Large scale modelling of SARS-CoV-2 Protein-Protein Interactions in humans and their role in COVID-19 disease
Title: Large scale modelling of SARS-CoV-2 Protein-Protein Interactions in humans and their role in COVID-19 disease
DNr: SNIC 2020/5-186
Project Type: SNIC Medium Compute
Principal Investigator: Claudio Mirabello <claudio.mirabello@scilifelab.se>
Affiliation: Linköpings universitet
Duration: 2020-03-27 – 2021-04-01
Classification: 10610 10203 10601
Keywords:

Abstract

The interaction between proteins (protein-protein interactions, or PPIs) play a most significant role inside and outside the cells of all organisms. Unfortunately, these mechanisms can also be used by parasites to take advantage of a host's resources and cause it harm. It is what happens with viral infections such as those caused by the recent SARS-CoV-2 virus pandemic.
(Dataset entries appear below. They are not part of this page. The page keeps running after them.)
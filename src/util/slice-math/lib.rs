/* ************************************************************************ **
** This file is part of mathkern, and is licensed under EITHER the MIT      **
** license or the Apache 2.0 license, at your option.                       **
**                                                                          **
**     http://www.apache.org/licenses/LICENSE-2.0                           **
**     http://opensource.org/licenses/MIT                                   **
** ************************************************************************ */

//! Math utils for variable length contiguous vectors.
//!
//! Also home to the decimal rounding step that every equality
//! and zero-ness test in mathkern goes through.

// Restricted to 'f64', same as the rest of the kernel.

#[cfg(test)]
#[macro_use]
extern crate mathkern_assert_close;

#[derive(Debug, Copy, Clone, PartialEq, PartialOrd, thiserror::Error)]
#[error("cannot normalize a vector of norm {0}")]
pub struct BadNorm(pub f64);

/// Accuracies at or above this leave values untouched.
///
/// (an f64 only carries ~15.9 significant decimal digits, so rounding to
///  more places than this can only make things worse)
pub const NO_ROUNDING: u32 = 15;

/// Round to `accuracy` decimal places, half away from zero.
///
/// Returns `x` unchanged when `accuracy >= NO_ROUNDING`, or when `x`
/// is large enough that the scaled value would not be finite.
#[inline]
pub fn round_to(x: f64, accuracy: u32) -> f64 {
    if accuracy >= NO_ROUNDING {
        return x;
    }
    let scale = 10f64.powi(accuracy as i32);
    let scaled = x * scale;
    if !scaled.is_finite() {
        return x;
    }
    // normalize -0.0 so that rounded values compare and print consistently
    match scaled.round() / scale {
        r if r == 0.0 => 0.0,
        r => r,
    }
}

/// Elementwise `round_to`.
pub fn vround(u: &[f64], accuracy: u32) -> Vec<f64> {
    u.iter().map(|&x| round_to(x, accuracy)).collect()
}

/// Elementwise equality after rounding.  Vectors of different length are never equal.
pub fn vectors_equal(u: &[f64], w: &[f64], accuracy: u32) -> bool {
    u.len() == w.len()
        && u.iter().zip(w).all(|(&a, &b)| round_to(a, accuracy) == round_to(b, accuracy))
}

//------------------------
// Math

/// Inner product.
///
/// # Panics
///
/// Panics if the lengths differ.
pub fn vdot(u: &[f64], w: &[f64]) -> f64 {
    assert_eq!(u.len(), w.len(), "vdot: length mismatch");
    u.iter().zip(w).map(|(a, b)| a * b).sum()
}

pub fn vsqnorm(u: &[f64]) -> f64 { vdot(u, u) }
pub fn vnorm(u: &[f64]) -> f64 { vdot(u, u).sqrt() }

pub fn vnormalize(u: &[f64]) -> Result<Vec<f64>, BadNorm> {
    let norm = vnorm(u);
    let recip = norm.recip();
    if !recip.is_normal() {
        return Err(BadNorm(norm));
    }

    Ok(vscale(recip, u))
}

pub fn vscale(s: f64, u: &[f64]) -> Vec<f64> {
    u.iter().map(|&x| s * x).collect()
}

pub fn vsub(u: &[f64], w: &[f64]) -> Vec<f64> {
    assert_eq!(u.len(), w.len(), "vsub: length mismatch");
    u.iter().zip(w).map(|(a, b)| a - b).collect()
}

//---------------------------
The virus attaches itself to human cells, hijacks the protein machinery inside them and uses it to create more copies of itself so that it can spread. All of these steps involve the interaction between SARS-CoV-2 proteins and human proteins, and one way to stop the infection is to understand how these interactions are happening and to find out how they can be disrupted (for example, by drugs that keeps viral proteins from being able to attach to the host's proteins). We have developed a software pipeline called InterPred that represents the state of the art for in silico PPI prediction and modelling, outperforming also experimental methods for PPI detection such as Y2H assays (see here: https://onlinelibrary.wiley.com/doi/abs/10.1002/prot.25280). Our first aim is to use InterPred to model all possible interactions between SARS-CoV-2 and human proteins, and to make our findings available to the scientific community as quickly as possible. This is quite a computationally intensive task that involves structural modelling of thousands of protein structures as well as running structural alignments on massive scale. Our second aim is to use another software we have developed, InterComp (https://academic.oup.com/bioinformatics/article/34/17/i787/5093254), to scan the SARS-CoV-2 proteins for possible interfaces, i.e. patches on the surface of the protein that are interacting with other molecules (human proteins, DNA, RNA, small molecules etc). These interfaces would be prime candidates for the design of molecules to inhibit interaction with host organisms. This project is part of a larger, emergency effort by SciLifeLab and the Swedish research community to tackle the COVID-19 pandemic. InterPred is already up and running on Tetralith, but we need a large amount of computing hours if we want to reach our goal in good time.